Parallel Prefix Sum (Scan) is the foundational parallel algorithm that computes all prefix sums of an input array in O(log N) steps — transforming [a₀, a₁, a₂, ...] into [a₀, a₀+a₁, a₀+a₁+a₂, ...] (inclusive scan) — and serving as the core building block for parallel sorting, stream compaction, radix sort, histogram computation, and memory allocation in GPU computing.
Why Scan Is Fundamental
Scan converts a seemingly sequential operation (running sum) into a parallel operation. More importantly, scan solves the "parallel addressing" problem: when each thread produces a variable number of outputs and needs to know where in the output array to write them, an exclusive scan of the output counts gives each thread its starting write position. This makes scan the gateway to parallelizing any irregular, data-dependent computation.
Algorithm Variants
- Hillis-Steele (Inclusive Scan): In step k, each element adds the element k positions to its left. After log2(N) steps, all prefix sums are complete. Does O(N log N) total work — simple but not work-efficient.

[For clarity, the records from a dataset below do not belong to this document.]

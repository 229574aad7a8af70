//! Request identification.
//!
//! # Responsibilities
//! - Generate a unique request ID (UUID v4) for every inbound request
//! - Expose the ID to handlers for log correlation
//!
//! # Design Decisions
//! - Request ID added as early as possible for tracing
//! - A caller-supplied `X-Request-ID` is kept, not replaced

use axum::http::{HeaderName, HeaderValue, Request};
use tower_http::request_id::{MakeRequestId, RequestId};
use uuid::Uuid;

pub const X_REQUEST_ID: HeaderName = HeaderName::from_static("x-request-id");

/// Generates UUID v4 request IDs.
#[derive(Debug, Clone, Copy, Default)]
pub struct UuidRequestId;

impl MakeRequestId for UuidRequestId {
    fn make_request_id<B>(&mut self, _request: &Request<B>) -> Option<RequestId> {
        HeaderValue::from_str(&Uuid::new_v4().to_string()).ok().map(RequestId::new)
    }
}

/// Read access to the request ID assigned by the request-id layer.
pub trait RequestIdExt {
    fn request_id(&self) -> &str;
}

impl<B> RequestIdExt for Request<B> {
    fn request_id(&self) -> &str {
        self.headers()
            .get(&X_REQUEST_ID)
            .and_then(|v| v.to_str().ok())
            .unwrap_or("unknown")
    }
}
//! Route lookup and dispatch.
//!
//! # Responsibilities
//! - Store compiled routes
//! - Look up matching route for request
//! - Return matched route or explicit no-match
//!
//! # Design Decisions
//! - Immutable after construction (thread-safe without locks)
//! - O(n) scan in priority order (acceptable for typical route counts)
//! - Ties broken by longer path prefix, then declaration order
//! - Explicit NoMatch rather than silent default

use axum::body::Body;
use axum::http::Request;
use std::sync::Arc;

use crate::config::schema::ProxyConfig;
use crate::routing::route::{parse_target, Route, RouteError};

/// Compiled, ordered route table.
#[derive(Debug, Default)]
pub struct Router {
    routes: Vec<Arc<Route>>,
}

impl Router {
    /// Compile all routes of `config`.
    pub fn from_config(config: &ProxyConfig) -> Result<Self, RouteError> {
        let default_target = parse_target(&config.upstream.default_url).ok();

        let mut routes = config
            .routes
            .iter()
            .map(|r| Route::compile(r, default_target.as_ref()).map(Arc::new))
            .collect::<Result<Vec<_>, _>>()?;

        // Stable sort keeps declaration order for equal keys.
        routes.sort_by(|a, b| {
            b.priority
                .cmp(&a.priority)
                .then_with(|| b.path_prefix.len().cmp(&a.path_prefix.len()))
        });

        tracing::debug!(routes = routes.len(), "Route table compiled");
        Ok(Self { routes })
    }

    /// Find the first route matching the request.
    pub fn match_request(&self, req: &Request<Body>) -> Option<Arc<Route>> {
        self.routes.iter().find(|r| r.matches(req)).cloned()
    }

    pub fn routes(&self) -> &[Arc<Route>] {
        &self.routes
    }
}

#[cfg(test)]
mod tests {
    use super::*;
    use crate::config::loader::parse_config;

    fn router(toml: &str) -> Router {
        Router::from_config(&parse_config(toml).unwrap()).unwrap()
    }

    fn get(uri: &str) -> Request<Body> {
        Request::builder().uri(uri).header("Host", "proxy.test").body(Body::empty()).unwrap()
    }

    #[test]
    fn test_longest_prefix_wins_on_equal_priority() {
        let router = router(
            r#"
            [[routes]]
            name = "api"
            path_prefix = "/api"

            [[routes]]
            name = "reports"
            path_prefix = "/api/reports"
            "#,
        );
        assert_eq!(router.match_request(&get("/api/reports/x")).unwrap().name, "reports");
        assert_eq!(router.match_request(&get("/api/users")).unwrap().name, "api");
        assert!(router.match_request(&get("/other")).is_none());
    }

    #[test]
    fn test_priority_beats_prefix_length() {
        let router = router(
            r#"
            [[routes]]
            name = "catch-all"
            path_prefix = "/"
            priority = 10

            [[routes]]
            name = "api"
            path_prefix = "/api"
            "#,
        );
        assert_eq!(router.match_request(&get("/api/x")).unwrap().name, "catch-all");
    }

    #[test]
    fn test_host_condition() {
        let router = router(
            r#"
            [[routes]]
            name = "tenant"
            path_prefix = "/"
            host = "tenant.test"
            "#,
        );
        assert!(router.match_request(&get("/x")).is_none());

        let req = Request::builder().uri("/x").header("Host", "tenant.test").body(Body::empty()).unwrap();
        assert!(router.match_request(&req).is_some());
    }
}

- Blelloch (Work-Efficient Scan): Two phases:
1. Up-Sweep (Reduce): Build a reduction tree bottom-up, computing partial sums at each level. O(N) work in log2(N) steps.
2. Down-Sweep: Propagate partial sums back down the tree to compute all prefix sums. O(N) work in log2(N) steps.
Total work: O(N) — optimal. Total steps: O(log N). This is the standard GPU scan algorithm.
GPU Implementation (Large Arrays)
For arrays larger than one thread block:
1. Each thread block scans its local chunk (e.g., 1024 elements) and writes the block's total sum to an auxiliary array.
2. A second kernel scans the auxiliary array (block sums).
3. A third kernel adds each block's prefix to all elements in that block.
This three-kernel approach handles arrays of any size. CUB and Thrust libraries provide optimized implementations that achieve >90% of peak memory bandwidth on modern GPUs.
Applications
- Stream Compaction: Given a predicate array [1,0,1,1,0], exclusive scan gives write positions [0,1,1,2,3]. Threads with predicate=1 write to the scanned position, compacting the array without gaps.
- Radix Sort: Each radix digit is sorted by computing histograms and scans to determine output positions for each digit value.
- Sparse Matrix Construction: Scan of per-row nonzero counts gives the CSR row pointer array.
- Dynamic Memory Allocation: Each thread declares how much memory it needs; scan gives each thread its allocation offset.
Parallel Prefix Sum is the Swiss Army knife of parallel algorithms — appearing inside nearly every non-trivial GPU algorithm as the mechanism that converts irregular, data-dependent parallelism into efficient, conflict-free parallel execution.